Task item:
Reproduce the entries below exactly, but only from the line containing "pub fn with_variant(mut" to the line containing "pub fn with_style(mut", inclusive.

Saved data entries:
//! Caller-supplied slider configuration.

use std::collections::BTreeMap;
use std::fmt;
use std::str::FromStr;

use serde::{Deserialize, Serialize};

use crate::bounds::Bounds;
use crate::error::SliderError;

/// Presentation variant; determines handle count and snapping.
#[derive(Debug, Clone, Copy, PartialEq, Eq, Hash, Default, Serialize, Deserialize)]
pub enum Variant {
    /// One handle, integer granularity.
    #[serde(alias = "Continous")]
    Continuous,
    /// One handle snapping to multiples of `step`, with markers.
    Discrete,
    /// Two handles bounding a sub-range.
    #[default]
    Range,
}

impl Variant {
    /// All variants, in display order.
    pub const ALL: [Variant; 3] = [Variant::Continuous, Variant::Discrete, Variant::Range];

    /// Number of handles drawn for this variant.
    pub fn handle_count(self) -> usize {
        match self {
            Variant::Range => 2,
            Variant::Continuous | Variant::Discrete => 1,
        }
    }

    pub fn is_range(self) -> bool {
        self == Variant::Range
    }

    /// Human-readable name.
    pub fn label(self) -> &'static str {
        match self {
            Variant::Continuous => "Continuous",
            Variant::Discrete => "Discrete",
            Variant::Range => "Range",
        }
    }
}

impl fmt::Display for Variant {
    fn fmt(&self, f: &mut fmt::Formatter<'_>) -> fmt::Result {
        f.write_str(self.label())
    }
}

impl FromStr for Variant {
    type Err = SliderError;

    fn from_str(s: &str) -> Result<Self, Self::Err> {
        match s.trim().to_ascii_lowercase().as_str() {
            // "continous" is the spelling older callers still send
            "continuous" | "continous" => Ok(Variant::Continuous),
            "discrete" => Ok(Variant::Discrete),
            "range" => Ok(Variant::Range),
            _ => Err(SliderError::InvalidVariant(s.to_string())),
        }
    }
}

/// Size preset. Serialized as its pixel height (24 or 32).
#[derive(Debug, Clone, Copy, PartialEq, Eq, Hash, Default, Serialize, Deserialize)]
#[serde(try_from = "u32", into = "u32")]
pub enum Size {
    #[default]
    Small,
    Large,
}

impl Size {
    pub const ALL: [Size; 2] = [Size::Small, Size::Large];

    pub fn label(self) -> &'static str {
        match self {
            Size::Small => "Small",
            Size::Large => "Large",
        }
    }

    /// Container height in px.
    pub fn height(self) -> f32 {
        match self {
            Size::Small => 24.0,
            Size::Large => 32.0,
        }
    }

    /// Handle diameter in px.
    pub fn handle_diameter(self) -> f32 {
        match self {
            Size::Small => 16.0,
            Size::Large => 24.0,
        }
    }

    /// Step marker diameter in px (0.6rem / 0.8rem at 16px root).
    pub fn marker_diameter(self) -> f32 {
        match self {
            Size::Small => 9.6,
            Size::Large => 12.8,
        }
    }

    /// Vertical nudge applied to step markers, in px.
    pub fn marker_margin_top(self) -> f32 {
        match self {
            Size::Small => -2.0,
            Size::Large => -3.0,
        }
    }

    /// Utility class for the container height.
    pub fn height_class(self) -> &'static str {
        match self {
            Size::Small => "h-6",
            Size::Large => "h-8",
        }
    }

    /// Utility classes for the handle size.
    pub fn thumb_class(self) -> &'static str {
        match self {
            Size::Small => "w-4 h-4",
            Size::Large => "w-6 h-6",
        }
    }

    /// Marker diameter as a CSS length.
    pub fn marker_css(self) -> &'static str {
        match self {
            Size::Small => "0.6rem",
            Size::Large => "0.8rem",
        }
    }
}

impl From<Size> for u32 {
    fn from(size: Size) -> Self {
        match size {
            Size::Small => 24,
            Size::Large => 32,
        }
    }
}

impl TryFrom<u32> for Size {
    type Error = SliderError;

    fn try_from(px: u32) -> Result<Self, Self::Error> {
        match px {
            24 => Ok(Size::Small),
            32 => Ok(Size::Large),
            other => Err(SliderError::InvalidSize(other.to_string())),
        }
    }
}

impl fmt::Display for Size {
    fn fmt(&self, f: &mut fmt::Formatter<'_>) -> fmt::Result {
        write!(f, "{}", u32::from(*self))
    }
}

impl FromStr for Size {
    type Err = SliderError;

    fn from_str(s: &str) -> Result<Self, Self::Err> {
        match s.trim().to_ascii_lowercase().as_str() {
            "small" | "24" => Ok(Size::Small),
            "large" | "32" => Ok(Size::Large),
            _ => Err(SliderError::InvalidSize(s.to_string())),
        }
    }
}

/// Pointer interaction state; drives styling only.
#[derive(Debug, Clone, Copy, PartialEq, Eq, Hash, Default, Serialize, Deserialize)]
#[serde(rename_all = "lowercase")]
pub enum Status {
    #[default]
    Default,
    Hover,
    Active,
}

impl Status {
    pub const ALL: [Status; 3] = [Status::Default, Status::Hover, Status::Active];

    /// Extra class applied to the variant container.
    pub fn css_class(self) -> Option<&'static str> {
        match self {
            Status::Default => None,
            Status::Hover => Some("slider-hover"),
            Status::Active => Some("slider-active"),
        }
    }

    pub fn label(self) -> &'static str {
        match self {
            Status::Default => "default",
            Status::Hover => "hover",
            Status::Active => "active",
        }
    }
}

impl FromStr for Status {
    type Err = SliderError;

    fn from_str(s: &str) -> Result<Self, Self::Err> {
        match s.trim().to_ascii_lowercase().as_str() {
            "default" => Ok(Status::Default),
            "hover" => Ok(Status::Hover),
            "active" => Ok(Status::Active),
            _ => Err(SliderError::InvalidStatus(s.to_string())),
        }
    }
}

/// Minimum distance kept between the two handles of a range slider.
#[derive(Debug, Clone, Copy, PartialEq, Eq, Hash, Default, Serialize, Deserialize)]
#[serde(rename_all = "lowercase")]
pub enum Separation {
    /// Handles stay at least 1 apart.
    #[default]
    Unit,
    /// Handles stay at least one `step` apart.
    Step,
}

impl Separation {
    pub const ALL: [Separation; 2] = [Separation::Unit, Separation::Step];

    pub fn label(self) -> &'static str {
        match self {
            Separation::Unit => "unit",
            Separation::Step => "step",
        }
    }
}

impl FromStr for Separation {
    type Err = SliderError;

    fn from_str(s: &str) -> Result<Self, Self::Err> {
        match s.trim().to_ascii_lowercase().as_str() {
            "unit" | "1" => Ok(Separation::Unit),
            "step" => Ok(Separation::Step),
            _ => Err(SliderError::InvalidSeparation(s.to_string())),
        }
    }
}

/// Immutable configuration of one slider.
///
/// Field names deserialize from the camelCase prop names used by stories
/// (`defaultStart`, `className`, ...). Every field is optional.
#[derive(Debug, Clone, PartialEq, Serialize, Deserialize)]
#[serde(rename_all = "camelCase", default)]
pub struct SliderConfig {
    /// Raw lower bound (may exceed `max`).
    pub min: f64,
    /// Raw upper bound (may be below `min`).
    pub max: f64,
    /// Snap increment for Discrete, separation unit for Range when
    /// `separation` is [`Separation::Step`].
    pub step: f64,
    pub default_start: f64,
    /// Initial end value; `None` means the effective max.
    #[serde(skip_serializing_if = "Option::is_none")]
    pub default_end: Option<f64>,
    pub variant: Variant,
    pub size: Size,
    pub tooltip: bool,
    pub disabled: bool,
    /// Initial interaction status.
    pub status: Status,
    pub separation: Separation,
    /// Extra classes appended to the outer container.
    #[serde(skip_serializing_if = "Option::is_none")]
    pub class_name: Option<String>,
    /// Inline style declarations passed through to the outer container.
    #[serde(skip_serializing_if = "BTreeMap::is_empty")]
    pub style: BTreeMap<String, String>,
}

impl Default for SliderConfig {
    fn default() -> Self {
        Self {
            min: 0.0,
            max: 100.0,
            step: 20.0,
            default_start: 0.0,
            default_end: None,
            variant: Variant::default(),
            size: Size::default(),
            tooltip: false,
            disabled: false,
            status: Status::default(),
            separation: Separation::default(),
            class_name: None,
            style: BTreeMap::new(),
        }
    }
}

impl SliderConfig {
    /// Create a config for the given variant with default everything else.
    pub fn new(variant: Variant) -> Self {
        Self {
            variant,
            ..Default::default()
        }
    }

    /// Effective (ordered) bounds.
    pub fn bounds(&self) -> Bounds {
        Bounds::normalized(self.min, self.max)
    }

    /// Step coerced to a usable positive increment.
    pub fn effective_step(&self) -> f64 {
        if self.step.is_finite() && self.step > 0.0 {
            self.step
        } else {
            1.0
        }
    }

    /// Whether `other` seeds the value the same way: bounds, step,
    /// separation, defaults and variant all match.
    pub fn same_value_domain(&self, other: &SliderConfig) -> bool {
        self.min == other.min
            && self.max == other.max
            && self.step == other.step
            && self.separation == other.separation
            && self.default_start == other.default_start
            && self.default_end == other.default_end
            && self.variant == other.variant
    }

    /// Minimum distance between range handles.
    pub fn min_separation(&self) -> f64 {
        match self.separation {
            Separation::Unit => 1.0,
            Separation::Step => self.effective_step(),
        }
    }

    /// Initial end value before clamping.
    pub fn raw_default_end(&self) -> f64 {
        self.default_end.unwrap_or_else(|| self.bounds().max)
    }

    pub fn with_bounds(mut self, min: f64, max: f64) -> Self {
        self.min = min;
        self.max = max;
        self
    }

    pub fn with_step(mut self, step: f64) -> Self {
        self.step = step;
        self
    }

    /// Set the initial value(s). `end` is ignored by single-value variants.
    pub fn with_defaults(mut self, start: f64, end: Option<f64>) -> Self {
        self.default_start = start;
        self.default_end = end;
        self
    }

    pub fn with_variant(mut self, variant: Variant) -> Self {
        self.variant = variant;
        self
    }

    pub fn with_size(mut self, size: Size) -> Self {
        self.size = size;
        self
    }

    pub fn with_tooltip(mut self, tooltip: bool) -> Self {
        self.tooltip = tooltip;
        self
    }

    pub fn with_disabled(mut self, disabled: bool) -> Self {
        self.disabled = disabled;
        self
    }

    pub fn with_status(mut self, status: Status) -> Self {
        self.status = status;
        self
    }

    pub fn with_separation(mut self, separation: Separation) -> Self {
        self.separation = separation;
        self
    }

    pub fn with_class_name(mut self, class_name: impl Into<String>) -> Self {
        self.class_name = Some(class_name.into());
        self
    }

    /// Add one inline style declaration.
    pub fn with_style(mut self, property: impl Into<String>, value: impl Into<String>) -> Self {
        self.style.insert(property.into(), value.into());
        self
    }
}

Solution to the problem:
    pub fn with_variant(mut self, variant: Variant) -> Self {
        self.variant = variant;
        self
    }

    pub fn with_size(mut self, size: Size) -> Self {
        self.size = size;
        self
    }

    pub fn with_tooltip(mut self, tooltip: bool) -> Self {
        self.tooltip = tooltip;
        self
    }

    pub fn with_disabled(mut self, disabled: bool) -> Self {
        self.disabled = disabled;
        self
    }

    pub fn with_status(mut self, status: Status) -> Self {
        self.status = status;
        self
    }

    pub fn with_separation(mut self, separation: Separation) -> Self {
        self.separation = separation;
        self
    }

    pub fn with_class_name(mut self, class_name: impl Into<String>) -> Self {
        self.class_name = Some(class_name.into());
        self
    }

    /// Add one inline style declaration.
    pub fn with_style(mut self, property: impl Into<String>, value: impl Into<String>) -> Self {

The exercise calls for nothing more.